Arlo McGinn and John D Lamb, Chemistry and Biochemistry
Ion chromatography is an instrumental technique known for its ability to determine and quantify mixtures of ions in solution. In ion chromatography, a solution containing different ions is passed through a column packed with a stationary phase containing active groups (chemical compounds that exhibit binding properties). These active groups show affinity for the various ions in solution. Chemical separations are achieved in ion chromatography by means of electrostatic interactions and coordinate covalent bond formation between the active groups in the stationary phase of the chromatography column and the ions present in the mobile phase or eluent. Strong interactions effectively slow down the rate at which the ions make their way through the labyrinthine packing material. Ions which are not attracted to the stationary phase elute faster and ions which interact with the active groups in the packing material elute slower. The elution of the ions can be identified by a conductivity detector which also helps us to quantify ion concentrations in solution.
Pioneering work has been done here at BYU with the synthesis of a novel class of molecules, namely substituted resorcinarenes. These resorcinarene bowls have been substituted with four macrocyclic ligands, enabling them to selectively bind cations in solution. The resulting positively-charged tetranuclear metal complex has been observed to electrostatically bind anions. The ligating groups bound to the resorcinarene bowl also play an important role in the selectivity of the ligand for ions. To first determine the selectivity of the ligands we adsorbed some of the active ligating groups, which we synthesized, onto an ion chromatography column with neutral divinylbenzene MPIC resin as the packing material. This allowed us to ascertain which anions the charged groups would show the most affinity for.
We found the different ligands to show distinct differences in selectivity for several anions. The changing of the eluent also affected the selectivity and the separation the peaks due to different anions. We found some ligands that showed selectivity for nitrates, sulfates, and many other polynuclear anions.

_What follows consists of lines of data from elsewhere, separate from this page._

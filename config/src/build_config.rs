//! Immutable build configuration passed explicitly into every builder.
//!
//! Two configurations can coexist in the same process without touching
//! shared state, which keeps tests of alternative settings independent.

use std::fmt;

use crate::constants::*;

/// Immutable snapshot of every tunable the geometry core reads.
///
/// # Examples
/// ```
/// use config::BuildConfig;
/// let cfg = BuildConfig::default();
/// assert!(cfg.base_overlap_factor > 1.0);
/// ```
#[derive(Debug, Clone, Copy, PartialEq)]
pub struct BuildConfig {
    /// Base thickness below the lowest terrain vertex.
    pub base_thickness: f64,
    /// Outline scale of the base plate (> 1.0).
    pub base_overlap_factor: f64,
    /// Thickness of the base plate below `base_z`.
    pub base_plate_thickness: f64,
    /// Path centerline offset above the terrain.
    pub path_z_offset: f64,
    /// Path tube radius.
    pub path_radius: f64,
    /// Path tube side count.
    pub path_segments: u32,
    /// Segment count for circular outlines.
    pub circle_segments: u32,
    /// Height / width ratio of the rectangle shape.
    pub rectangle_aspect: f64,
    /// Vertex weld distance used by the assembler.
    pub weld_tolerance: f64,
    /// Minimum kept triangle area.
    pub degenerate_area_epsilon: f64,
    /// Target terrain vertex count in low-detail mode.
    pub low_detail_target_points: usize,
    /// Cell elevation range that keeps both extremes in low-detail mode.
    pub low_detail_elevation_threshold: f64,
    /// Track point cap in low-detail mode.
    pub low_detail_max_track_points: usize,
    /// Every n-th low-detail track point skips interpolation.
    pub low_detail_raw_every: usize,
    /// Platform width relative to the shape's bounding radius.
    pub platform_width_factor: f64,
    /// Platform depth relative to the shape's bounding radius.
    pub platform_depth_factor: f64,
    /// Platform distance from the shape's lower edge relative to the radius.
    pub platform_margin_factor: f64,
    /// Platform top height above the highest terrain vertex.
    pub platform_clearance: f64,
    /// Buffer around the platform used when testing path overlap.
    pub platform_path_buffer: f64,
    /// Initial text size relative to the platform depth.
    pub text_size_factor: f64,
    /// Maximum text width relative to the platform width.
    pub text_max_width_ratio: f64,
    /// Maximum text height relative to the platform depth.
    pub text_max_height_ratio: f64,
    /// Glyph extrusion height above the platform.
    pub text_emboss_height: f64,
}

impl Default for BuildConfig {
    fn default() -> Self {
        Self {
            base_thickness: BASE_THICKNESS,
            base_overlap_factor: BASE_OVERLAP_FACTOR,
            base_plate_thickness: BASE_PLATE_THICKNESS,
            path_z_offset: PATH_Z_OFFSET,
            path_radius: PATH_RADIUS,
            path_segments: PATH_SEGMENTS,
            circle_segments: CIRCLE_SEGMENTS,
            rectangle_aspect: RECTANGLE_ASPECT,
            weld_tolerance: WELD_TOLERANCE,
            degenerate_area_epsilon: DEGENERATE_AREA_EPSILON,
            low_detail_target_points: LOW_DETAIL_TARGET_POINTS,
            low_detail_elevation_threshold: LOW_DETAIL_ELEVATION_THRESHOLD,
            low_detail_max_track_points: LOW_DETAIL_MAX_TRACK_POINTS,
            low_detail_raw_every: LOW_DETAIL_RAW_EVERY,
            platform_width_factor: PLATFORM_WIDTH_FACTOR,
            platform_depth_factor: PLATFORM_DEPTH_FACTOR,
            platform_margin_factor: PLATFORM_MARGIN_FACTOR,
            platform_clearance: PLATFORM_CLEARANCE,
            platform_path_buffer: PLATFORM_PATH_BUFFER,
            text_size_factor: TEXT_SIZE_FACTOR,
            text_max_width_ratio: TEXT_MAX_WIDTH_RATIO,
            text_max_height_ratio: TEXT_MAX_HEIGHT_RATIO,
            text_emboss_height: TEXT_EMBOSS_HEIGHT,
        }
    }
}

impl BuildConfig {
    /// Starts a builder seeded with the default values.
    ///
    /// # Examples
    /// ```
    /// use config::BuildConfig;
    /// let cfg = BuildConfig::builder().path_radius(0.8).build().expect("valid config");
    /// assert_eq!(cfg.path_radius, 0.8);
    /// ```
    pub fn builder() -> BuildConfigBuilder {
        BuildConfigBuilder {
            config: Self::default(),
        }
    }

    /// Checks every field against its accepted range.
    pub fn validate(&self) -> Result<(), ConfigError> {
        positive("base_thickness", self.base_thickness)?;
        positive("base_plate_thickness", self.base_plate_thickness)?;
        positive("path_radius", self.path_radius)?;
        positive("rectangle_aspect", self.rectangle_aspect)?;
        positive("weld_tolerance", self.weld_tolerance)?;
        positive("degenerate_area_epsilon", self.degenerate_area_epsilon)?;
        positive("platform_width_factor", self.platform_width_factor)?;
        positive("platform_depth_factor", self.platform_depth_factor)?;
        positive("text_size_factor", self.text_size_factor)?;
        positive("text_emboss_height", self.text_emboss_height)?;
        non_negative("path_z_offset", self.path_z_offset)?;
        non_negative("platform_margin_factor", self.platform_margin_factor)?;
        non_negative("platform_clearance", self.platform_clearance)?;
        non_negative("platform_path_buffer", self.platform_path_buffer)?;
        non_negative(
            "low_detail_elevation_threshold",
            self.low_detail_elevation_threshold,
        )?;
        ratio("text_max_width_ratio", self.text_max_width_ratio)?;
        ratio("text_max_height_ratio", self.text_max_height_ratio)?;

        if !(self.base_overlap_factor > 1.0 && self.base_overlap_factor.is_finite()) {
            return Err(ConfigError::InvalidOverlapFactor(self.base_overlap_factor));
        }
        if self.path_segments < MIN_SEGMENTS {
            return Err(ConfigError::InvalidSegments(self.path_segments));
        }
        if self.circle_segments < MIN_SEGMENTS {
            return Err(ConfigError::InvalidSegments(self.circle_segments));
        }
        if self.low_detail_target_points == 0 {
            return Err(ConfigError::InvalidCount("low_detail_target_points"));
        }
        if self.low_detail_max_track_points < MIN_TRACK_POINTS {
            return Err(ConfigError::InvalidCount("low_detail_max_track_points"));
        }
        if self.low_detail_raw_every < 2 {
            return Err(ConfigError::InvalidCount("low_detail_raw_every"));
        }
        Ok(())
    }
}

fn positive(field: &'static str, value: f64) -> Result<(), ConfigError> {
    if value > 0.0 && value.is_finite() {
        Ok(())
    } else {
        Err(ConfigError::NotPositive { field, value })
    }
}

fn non_negative(field: &'static str, value: f64) -> Result<(), ConfigError> {
    if value >= 0.0 && value.is_finite() {
        Ok(())
    } else {
        Err(ConfigError::Negative { field, value })
    }
}

fn ratio(field: &'static str, value: f64) -> Result<(), ConfigError> {
    if value > 0.0 && value <= 1.0 {
        Ok(())
    } else {
        Err(ConfigError::InvalidRatio { field, value })
    }
}

/// Builder for [`BuildConfig`] that validates on [`build`](Self::build).
#[derive(Debug, Clone, Copy)]
pub struct BuildConfigBuilder {
    config: BuildConfig,
}

macro_rules! setters {
    ($($name:ident: $ty:ty),* $(,)?) => {
        $(
            #[doc = concat!("Sets `", stringify!($name), "`.")]
            pub fn $name(mut self, value: $ty) -> Self {
                self.config.$name = value;
                self
            }
        )*
    };
}

impl BuildConfigBuilder {
    setters! {
        base_thickness: f64,
        base_overlap_factor: f64,
        base_plate_thickness: f64,
        path_z_offset: f64,
        path_radius: f64,
        path_segments: u32,
        circle_segments: u32,
        rectangle_aspect: f64,
        weld_tolerance: f64,
        degenerate_area_epsilon: f64,
        low_detail_target_points: usize,
        low_detail_elevation_threshold: f64,
        low_detail_max_track_points: usize,
        low_detail_raw_every: usize,
        platform_width_factor: f64,
        platform_depth_factor: f64,
        platform_margin_factor: f64,
        platform_clearance: f64,
        platform_path_buffer: f64,
        text_size_factor: f64,
        text_max_width_ratio: f64,
        text_max_height_ratio: f64,
        text_emboss_height: f64,
    }

    /// Validates and returns the configuration.
    ///
    /// # Examples
    /// ```
    /// use config::{BuildConfig, ConfigError};
    /// let err = BuildConfig::builder().path_segments(2).build().unwrap_err();
    /// assert_eq!(err, ConfigError::InvalidSegments(2));
    /// ```
    pub fn build(self) -> Result<BuildConfig, ConfigError> {
        self.config.validate()?;
        Ok(self.config)
    }
}

/// Error returned when invalid configuration values are provided.
#[derive(Debug, Clone, PartialEq)]
pub enum ConfigError {
    /// A length or factor that must be strictly positive was not.
    NotPositive { field: &'static str, value: f64 },
    /// A value that must be zero or positive was negative.
    Negative { field: &'static str, value: f64 },
    /// A ratio outside `(0, 1]`.
    InvalidRatio { field: &'static str, value: f64 },
    /// Base overlap factor below 1.0.
    InvalidOverlapFactor(f64),
    /// Segment count too small to form a polygon.
    InvalidSegments(u32),
    /// A count that is zero or too small to be useful.
    InvalidCount(&'static str),
}

impl fmt::Display for ConfigError {
    fn fmt(&self, f: &mut fmt::Formatter<'_>) -> fmt::Result {
        match self {
            ConfigError::NotPositive { field, value } => {
                write!(f, "{field} must be positive: {value}")
            }
            ConfigError::Negative { field, value } => {
                write!(f, "{field} must not be negative: {value}")
            }
            ConfigError::InvalidRatio { field, value } => {
                write!(f, "{field} must be within (0, 1]: {value}")
            }
            ConfigError::InvalidOverlapFactor(value) => {
                write!(f, "base_overlap_factor must be > 1.0: {value}")
            }
            ConfigError::InvalidSegments(value) => {
                write!(f, "segment count must be >= {MIN_SEGMENTS}: {value}")
            }
            ConfigError::InvalidCount(field) => write!(f, "{field} is too small"),
        }
    }
}

impl std::error::Error for ConfigError {}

It has been hypothesized that the distances between the four coordinated metal centers may provide a cavity in which large anions such as selenate and pertechnetate may be bound by cooperative electrostatic interactions. Selenate and pertechnetate are both toxic and harmful anions that have been introduced to the environment. Living organisms require selenate in trace amounts but large amounts are highly toxic. This anion is introduced to the environment through mining waste and the irrigation of arid lands. Pertechnetate is a radioactive component of nuclear waste and constitutes a potential danger to the environment. The ability to detect and quantify these anions effectively would, therefore, be of great benefit to the scientific community and the environment. Though we were unable to find a ligand that bound these anions with high selectivity, the work is shedding insight into the binding character of different ligands. Armed with this information, we will be able to design ligands that we believe will show selectivity for these anions of interest.